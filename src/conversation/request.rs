use crate::client::consts::{DEFAULT_DEVICE_ID, DEFAULT_DEVICE_MODEL_ID, DEFAULT_LANGUAGE_CODE};
use crate::conversation::state::{InputModality, SessionState};
use crate::conversation::turn_config::TurnConfig;
use crate::types::audio::{
    AudioInConfig, AudioInEncoding, AudioOutConfig, AudioOutEncoding, Encoding,
    DEFAULT_SAMPLE_RATE_IN, DEFAULT_SAMPLE_RATE_OUT,
};
use crate::types::screen::{ScreenMode, ScreenOutConfig};
use crate::types::{AssistConfig, AssistRequest, DeviceConfig, DialogStateIn};

/// Builds the configuration frame that opens a turn.
///
/// Carries the dialog's continuation token and volume from `state`, and
/// records the turn's input modality in it so that later writes can be gated.
/// `config` is expected to have passed [`TurnConfig::validate`].
pub fn build_request(config: &TurnConfig, state: &mut SessionState) -> AssistRequest {
    let audio_out = AudioOutConfig::new(
        resolve_encoding::<AudioOutEncoding>(config.audio.encoding_out.as_deref()),
        config.audio.sample_rate_out.unwrap_or(DEFAULT_SAMPLE_RATE_OUT),
    )
    .with_volume_percentage(state.volume_percentage());

    let dialog_state_in = DialogStateIn {
        conversation_state: state.continuation_token().map(<[u8]>::to_vec),
        language_code: config
            .language_code
            .clone()
            .unwrap_or_else(|| DEFAULT_LANGUAGE_CODE.to_string()),
        device_location: config.device_location,
        is_new_conversation: config.is_new_conversation,
    };

    let device_config = DeviceConfig::new(
        config.device_id.as_deref().unwrap_or(DEFAULT_DEVICE_ID),
        config
            .device_model_id
            .as_deref()
            .unwrap_or(DEFAULT_DEVICE_MODEL_ID),
    );

    let mut builder = AssistConfig::builder()
        .with_audio_out_config(audio_out)
        .with_dialog_state_in(dialog_state_in)
        .with_device_config(device_config)
        .with_return_debug_info(config.return_debug_info);

    builder = match &config.text_query {
        Some(query) => {
            state.set_input_modality(InputModality::Text);
            builder.with_text_query(query)
        }
        None => {
            state.set_input_modality(InputModality::Audio);
            builder.with_audio_in_config(AudioInConfig::new(
                resolve_encoding::<AudioInEncoding>(config.audio.encoding_in.as_deref()),
                config.audio.sample_rate_in.unwrap_or(DEFAULT_SAMPLE_RATE_IN),
            ))
        }
    };

    if let Some(is_on) = config.screen_on {
        builder = builder.with_screen_out_config(ScreenOutConfig::new(ScreenMode::from_screen_on(is_on)));
    }

    AssistRequest::Config(builder.build())
}

fn resolve_encoding<E: Encoding + std::fmt::Debug>(name: Option<&str>) -> E {
    let encoding = E::resolve(name);
    if let Some(name) = name {
        if E::lookup(name).is_none() {
            tracing::warn!("unknown audio encoding {:?}, using {:?}", name, encoding);
        }
    }
    encoding
}

#[cfg(test)]
mod tests {
    use super::*;

    fn config_of(request: &AssistRequest) -> &AssistConfig {
        request.config().expect("initial request carries config")
    }

    #[test]
    fn text_query_omits_audio_in() {
        let mut state = SessionState::new();
        let request = build_request(&TurnConfig::text("what time is it"), &mut state);
        let config = config_of(&request);

        assert_eq!(config.text_query(), Some("what time is it"));
        assert!(config.audio_in_config().is_none());
        assert_eq!(state.input_modality(), InputModality::Text);
    }

    #[test]
    fn audio_turn_uses_defaults() {
        let mut state = SessionState::new();
        state.set_input_modality(InputModality::Text);
        let request = build_request(&TurnConfig::audio(), &mut state);
        let config = config_of(&request);

        let audio_in = config.audio_in_config().unwrap();
        assert_eq!(audio_in.encoding, AudioInEncoding::Linear16);
        assert_eq!(audio_in.sample_rate_hertz, 16000);
        assert_eq!(config.audio_out_config().encoding, AudioOutEncoding::Linear16);
        assert_eq!(config.audio_out_config().sample_rate_hertz, 24000);
        assert_eq!(config.audio_out_config().volume_percentage, 100);
        assert_eq!(config.device_config(), &DeviceConfig::new("default", "default"));
        assert_eq!(config.dialog_state_in().language_code, "en-US");
        assert!(config.dialog_state_in().conversation_state.is_none());
        assert!(config.screen_out_config().is_none());
        assert!(!config.debug_config().return_debug_info);
        assert_eq!(state.input_modality(), InputModality::Audio);
    }

    #[test]
    fn encodings_resolve_case_insensitively() {
        let mut state = SessionState::new();
        let lower = build_request(
            &TurnConfig::audio().with_encoding_in("flac").with_encoding_out("mp3"),
            &mut state,
        );
        let upper = build_request(
            &TurnConfig::audio().with_encoding_in("FLAC").with_encoding_out("MP3"),
            &mut state,
        );
        assert_eq!(lower, upper);
        assert_eq!(
            config_of(&lower).audio_in_config().unwrap().encoding,
            AudioInEncoding::Flac
        );
        assert_eq!(config_of(&lower).audio_out_config().encoding, AudioOutEncoding::Mp3);

        let unknown = build_request(
            &TurnConfig::audio().with_encoding_in("opus").with_sample_rate_in(48000),
            &mut state,
        );
        let audio_in = config_of(&unknown).audio_in_config().unwrap();
        assert_eq!(audio_in.encoding, AudioInEncoding::Linear16);
        assert_eq!(audio_in.sample_rate_hertz, 48000);
    }

    #[test]
    fn carries_session_state_forward() {
        let mut state = SessionState::new();
        state.set_continuation_token(b"opaque".to_vec());
        state.apply_volume(35);

        let request = build_request(&TurnConfig::audio(), &mut state);
        let config = config_of(&request);
        assert_eq!(
            config.dialog_state_in().conversation_state.as_deref(),
            Some(&b"opaque"[..])
        );
        assert_eq!(config.audio_out_config().volume_percentage, 35);
    }

    #[test]
    fn optional_sections_pass_through() {
        let mut state = SessionState::new();
        let turn = TurnConfig::audio()
            .with_device("kitchen", "acme-speaker")
            .with_language_code("fr-FR")
            .with_new_conversation(true)
            .with_device_location(48.85, 2.35)
            .with_screen_on(false)
            .with_debug_info(true);
        let request = build_request(&turn, &mut state);
        let config = config_of(&request);

        assert_eq!(config.device_config(), &DeviceConfig::new("kitchen", "acme-speaker"));
        let dialog = config.dialog_state_in();
        assert_eq!(dialog.language_code, "fr-FR");
        assert!(dialog.is_new_conversation);
        assert_eq!(dialog.device_location.unwrap().coordinates.latitude, 48.85);
        assert_eq!(config.screen_out_config().unwrap().screen_mode, ScreenMode::Off);
        assert!(config.debug_config().return_debug_info);
    }
}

● ● ● ● ●

• [WHAT YOU WILL DO] Looking at the records above, count the lines where the word "types" appears. State only the number.

• [RESPONSE TO THIS TASK] 3